Phencyclidine (PCP) and methamphetamine (MAP) are known as psychotomimetic agents. Both agents produce behavioral alterations in animals. The present study investigated the difference in behavioral alterations in rats induced by these two psychotomimetic agents using the hole board apparatus (HBA). In addition, mechanisms underlying PCP-induced behavioral changes were also investigated. After the administration of PCP (1-4 mg/kg SC) or MAP (1-4 mg/kg SC), locomotor activity and dipping behavior were assessed using HBA. Effect of selective NMDA antagonists, (+)MK801 and 3-((+/-)-2-carboxypiperazin-4-yl)-propyl-1-phosphonic acid (CPP), on rat behaviors were also assessed. The effects of D-alanine (D-Ala), a coagonist of NMDA receptors, or neuroleptics, haloperidol, clozapine and risperidone, on PCP-induced behavioral changes were investigated.
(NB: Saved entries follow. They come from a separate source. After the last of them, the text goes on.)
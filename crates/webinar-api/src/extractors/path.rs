//! Path parameter extractors

use axum::{
    async_trait,
    extract::{FromRequestParts, Path},
    http::request::Parts,
};
use serde::de::DeserializeOwned;
use webinar_core::value_objects::WebinarId;

use crate::response::ApiError;

/// Path extractor that reports failures as API errors
#[derive(Debug, Clone)]
pub struct ApiPath<T>(pub T);

#[async_trait]
impl<S, T> FromRequestParts<S> for ApiPath<T>
where
    S: Send + Sync,
    T: DeserializeOwned + Send,
{
    type Rejection = ApiError;

    async fn from_request_parts(parts: &mut Parts, state: &S) -> Result<Self, Self::Rejection> {
        let Path(inner) = Path::<T>::from_request_parts(parts, state)
            .await
            .map_err(|e| ApiError::invalid_path(e.to_string()))?;

        Ok(ApiPath(inner))
    }
}

/// Path parameters with webinar_id
#[derive(Debug, serde::Deserialize)]
pub struct WebinarIdPath {
    pub webinar_id: String,
}

impl WebinarIdPath {
    /// The webinar id as a domain identifier
    pub fn webinar_id(self) -> WebinarId {
        WebinarId::new(self.webinar_id)
    }
}
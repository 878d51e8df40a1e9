//! Webinar entity - a scheduled online event with a bounded number of seats

use chrono::{DateTime, Utc};

use crate::value_objects::{UserId, WebinarId};

/// Webinar entity
#[derive(Debug, Clone, PartialEq, Eq)]
pub struct Webinar {
    pub id: WebinarId,
    pub organizer_id: UserId,
    pub title: String,
    pub start_date: DateTime<Utc>,
    pub end_date: DateTime<Utc>,
    pub seats: i32,
}

impl Webinar {
    /// Smallest seat count a webinar may have
    pub const MIN_SEATS: i32 = 1;

    /// Largest seat count a webinar may have
    pub const MAX_SEATS: i32 = 1000;

    /// Create a new Webinar
    pub fn new(
        id: WebinarId,
        organizer_id: UserId,
        title: String,
        start_date: DateTime<Utc>,
        end_date: DateTime<Utc>,
        seats: i32,
    ) -> Self {
        Self {
            id,
            organizer_id,
            title,
            start_date,
            end_date,
            seats,
        }
    }

    /// Check if a user is the webinar organizer
    ///
    /// A blank id never matches, so an anonymous caller is never the organizer.
    #[inline]
    pub fn is_organizer(&self, user_id: &UserId) -> bool {
        !user_id.is_blank() && &self.organizer_id == user_id
    }

    /// Check if a seat count lies within `[MIN_SEATS, MAX_SEATS]`
    #[inline]
    pub fn is_valid_seat_count(seats: i32) -> bool {
        (Self::MIN_SEATS..=Self::MAX_SEATS).contains(&seats)
    }

    /// Check if a seat count is above `MAX_SEATS`
    #[inline]
    pub fn exceeds_max_seats(seats: i32) -> bool {
        seats > Self::MAX_SEATS
    }

    /// Check if the webinar ends strictly after it starts
    #[inline]
    pub fn has_valid_schedule(&self) -> bool {
        self.end_date > self.start_date
    }

    /// Copy of this webinar with a different seat count.
    ///
    /// Identity, organizer, title and dates are carried over unchanged.
    pub fn with_seats(&self, seats: i32) -> Self {
        Self {
            seats,
            ..self.clone()
        }
    }
}
//! Health check handlers
//!
//! Endpoints for liveness and readiness probes.

use axum::{extract::State, http::StatusCode, Json};
use webinar_service::{HealthResponse, ReadinessResponse};

use crate::state::AppState;

/// Basic health check (liveness probe)
///
/// GET /health
pub async fn health_check() -> Json<HealthResponse> {
    Json(HealthResponse::healthy())
}

/// Readiness check with storage health
///
/// GET /health/ready
pub async fn readiness_check(
    State(state): State<AppState>,
) -> (StatusCode, Json<ReadinessResponse>) {
    // The in-memory backend has no pool and is always ready
    let db_healthy = match state.service_context().pool() {
        Some(pool) => Some(pool.acquire().await.is_ok()),
        None => None,
    };

    let response = ReadinessResponse::from_database(db_healthy);
    let status = if response.is_ready() {
        StatusCode::OK
    } else {
        StatusCode::SERVICE_UNAVAILABLE
    };

    (status, Json(response))
}
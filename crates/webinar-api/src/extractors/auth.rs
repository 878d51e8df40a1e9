//! Authentication extractors
//!
//! Extract and verify the bearer token from the Authorization header.

use axum::{
    async_trait,
    extract::{FromRef, FromRequestParts},
    http::{header::AUTHORIZATION, request::Parts},
};
use axum_extra::{
    headers::{authorization::Bearer, Authorization},
    TypedHeader,
};
use webinar_common::AppError;
use webinar_core::entities::User;

use crate::response::ApiError;
use crate::state::AppState;

/// Authenticated caller extracted from a JWT
#[derive(Debug, Clone)]
pub struct AuthUser {
    pub user: User,
}

impl AuthUser {
    /// Create a new AuthUser
    pub fn new(user: User) -> Self {
        Self { user }
    }

    /// Consume the extractor and return the domain user
    pub fn into_user(self) -> User {
        self.user
    }
}

#[async_trait]
impl<S> FromRequestParts<S> for AuthUser
where
    S: Send + Sync,
    AppState: FromRef<S>,
{
    type Rejection = ApiError;

    async fn from_request_parts(parts: &mut Parts, state: &S) -> Result<Self, Self::Rejection> {
        let TypedHeader(Authorization(bearer)) =
            TypedHeader::<Authorization<Bearer>>::from_request_parts(parts, state)
                .await
                .map_err(|rejection| {
                    if rejection.is_missing() {
                        ApiError::MissingAuth
                    } else {
                        tracing::warn!("Rejected malformed authorization header");
                        ApiError::App(AppError::InvalidToken)
                    }
                })?;

        let app_state = AppState::from_ref(state);

        let user_id = app_state
            .service_context()
            .jwt_service()
            .authenticate(bearer.token())
            .map_err(|e| {
                tracing::warn!(error = %e, "Rejected bearer token");
                ApiError::App(e)
            })?;

        Ok(AuthUser::new(User::from(user_id)))
    }
}

/// Caller that may or may not have presented a token
///
/// No Authorization header yields `None`. A header that is present must
/// still carry a valid token, otherwise the request is rejected with 401.
#[derive(Debug, Clone)]
pub struct OptionalAuthUser(pub Option<AuthUser>);

impl OptionalAuthUser {
    /// Consume the extractor, falling back to the anonymous user
    pub fn into_user(self) -> User {
        self.0.map_or_else(User::anonymous, AuthUser::into_user)
    }
}

#[async_trait]
impl<S> FromRequestParts<S> for OptionalAuthUser
where
    S: Send + Sync,
    AppState: FromRef<S>,
{
    type Rejection = ApiError;

    async fn from_request_parts(parts: &mut Parts, state: &S) -> Result<Self, Self::Rejection> {
        if !parts.headers.contains_key(AUTHORIZATION) {
            return Ok(OptionalAuthUser(None));
        }

        let auth = AuthUser::from_request_parts(parts, state).await?;
        Ok(OptionalAuthUser(Some(auth)))
    }
}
PCP increased locomotor activity and decreased exploratory behaviors of rats in HBA. On the other hand, MAP increased locomotor activity but did not decrease exploratory behaviors. (+)MK-801 produced hyperactivity as well as decreased exploratory behaviors, eliciting behavioral changes very similar to those of PCP. CPP decreased the exploratory behavior but failed to produce hyperactivity. D-Ala attenuated both behavioral changes induced by PCP. Three neuroleptics tested here inhibited hyperactivity but did not attenuate decreases in exploratory behavior. These results suggest that PCP-induced decrease in exploratory behavior are attributable to antagonism of NMDA receptors and may not involve dopaminergic transmission via D2 receptors.